慌ただしかった国政もようやく落ち着いてきた。
先頃はミレーユが二人目の子を身籠っていると聞いて、俺は幸せいっぱいである。
「体調はどうなのだ?動くなとは言わないけど何事も程々にな」
安定してからの妊娠報告だということで、知らされた時にはもう四か月を過ぎた頃だった。
最初の子は身籠ってすぐの頃から体調がすぐれず、本人も周囲もだいぶ大騒ぎしたものだけれど、今回は前の時のようなこともなく、気分良く過ごせているようだった。
「先生からもしかしたら、もう少し後につわりが出るかも…と言われているので、なんとなく…やりたいことは今の内と思って」
笑いながら、いつものように手づからお茶を入れてくれた。
王位継承してずっと駆け足でここまで来たせいか、休むことが下手な俺はこうしてミレーユとお茶を飲むことで、上手く息抜きできている……ような気がする。
「セレナはどうしている?この時間だと昼寝か?」
最初に生まれた子は姫で…亡くなった母上と同じ髪色ミレーユと同じ目の色を持った、とても暖かい魔力を持って生まれた無口……というか、ほとんど言葉を発さない子で、トマス曰くセレナはおそらく私達と同じ前世を持った子供ではないかということだった。
またあの調整者がやらかしたのかと思うと頭の痛い事だけれど、こればかりはただの人間の俺達にはどうにもできない問題だ。前世では世界的な人口増加で、将来は食糧難に陥るのではないかという噂も聞いていたので…推測ばかりになってしまうけれど、あちらの人間をこちらで転生させているのかもしれない。

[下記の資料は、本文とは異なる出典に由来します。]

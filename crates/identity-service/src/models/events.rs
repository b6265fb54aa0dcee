use crate::errors::IdentityError;
use chrono::{DateTime, Utc};
use serde::{Deserialize, Serialize};
use sqlx::FromRow;
use uuid::Uuid;

/// Event as stored. Start and end are nullable in the table; an event
/// without a start time cannot be enrolled into.
#[derive(Debug, Clone, PartialEq, Serialize, Deserialize, FromRow)]
pub struct Event {
    pub id: Uuid,
    pub branch_id: Uuid,
    pub topic: String,
    pub start_time: Option<DateTime<Utc>>,
    pub end_time: Option<DateTime<Utc>>,
    pub created_at: DateTime<Utc>,
    pub updated_at: DateTime<Utc>,
}

/// Event create/update body. Times are RFC 3339 strings.
#[derive(Debug, Clone, Serialize, Deserialize)]
pub struct EventInput {
    pub branch_id: Uuid,
    pub topic: String,
    pub start_time: String,
    pub end_time: String,
}

/// Validated event fields ready for storage.
#[derive(Debug, Clone, PartialEq)]
pub struct EventSchedule {
    pub branch_id: Uuid,
    pub topic: String,
    pub start_time: DateTime<Utc>,
    pub end_time: DateTime<Utc>,
}

impl EventInput {
    pub fn parse(&self) -> Result<EventSchedule, IdentityError> {
        let topic = self.topic.trim();
        if topic.is_empty() {
            return Err(IdentityError::Validation(
                "topic must not be empty".to_string(),
            ));
        }

        let start_time = parse_time("start_time", &self.start_time)?;
        let end_time = parse_time("end_time", &self.end_time)?;
        if end_time <= start_time {
            return Err(IdentityError::TimeParse(
                "end_time must be after start_time".to_string(),
            ));
        }

        Ok(EventSchedule {
            branch_id: self.branch_id,
            topic: topic.to_string(),
            start_time,
            end_time,
        })
    }
}

fn parse_time(field: &str, raw: &str) -> Result<DateTime<Utc>, IdentityError> {
    DateTime::parse_from_rfc3339(raw.trim())
        .map(|t| t.with_timezone(&Utc))
        .map_err(|e| IdentityError::TimeParse(format!("{} is not RFC 3339: {}", field, e)))
}

#[derive(Debug, Clone, Serialize, Deserialize)]
pub struct EventList {
    pub events: Vec<Event>,
    pub count: i64,
}

#[derive(Debug, Clone, Serialize, Deserialize)]
pub struct NewEventRegistration {
    pub event_id: Uuid,
    pub student_id: Uuid,
}

#[derive(Debug, Clone, PartialEq, Serialize, Deserialize, FromRow)]
pub struct EventRegistration {
    pub id: Uuid,
    pub event_id: Uuid,
    pub student_id: Uuid,
    pub created_at: DateTime<Utc>,
}

/// An event a student is registered for, as listed on the student's page.
#[derive(Debug, Clone, PartialEq, Serialize, Deserialize, FromRow)]
pub struct StudentEvent {
    pub registration_id: Uuid,
    pub event_id: Uuid,
    pub topic: String,
    pub start_time: Option<DateTime<Utc>>,
    pub end_time: Option<DateTime<Utc>>,
    pub branch_id: Uuid,
}

#[derive(Debug, Clone, Deserialize)]
pub struct EligibilityQuery {
    pub student_id: Uuid,
}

と……いい方向に考えている俺ってポジティブなのだろうか?なんて。
あちらで亡くなって心残りがある者も多いのかもしれないが、せっかく生まれ変わったのだから幸せになって欲しい。困っているならその手伝いぐらい……保護ぐらいだったら国でできる。
色々調べたら、この国の中枢には転生者や転移者が多い事が分かった。
だから、安心して君も生まれてくればいい。
隣に座るミレーユのお腹を撫でながら思う。
「セレナにも安心させてやらないとなぁ~」
呑気に呟く俺にミレーユが微笑む。
自称調整者の『幸せの約束』は本物だったらしい。
♦♢♦♢
これにて本編終了となります。
お付き合いいただきありがとうございました。
別連載となりますが番外編にて、トマス氏登場の予定です。
そちらも、引き続き読んで頂けると嬉しいです♪
※ファンタジー小説大賞に『俺の彼女はうさぎさん~モニターの向こうは異世界らしい~』にてエントリーしております。合わせて読んで頂けたらと思います m(_ _)mよろしくお願いします。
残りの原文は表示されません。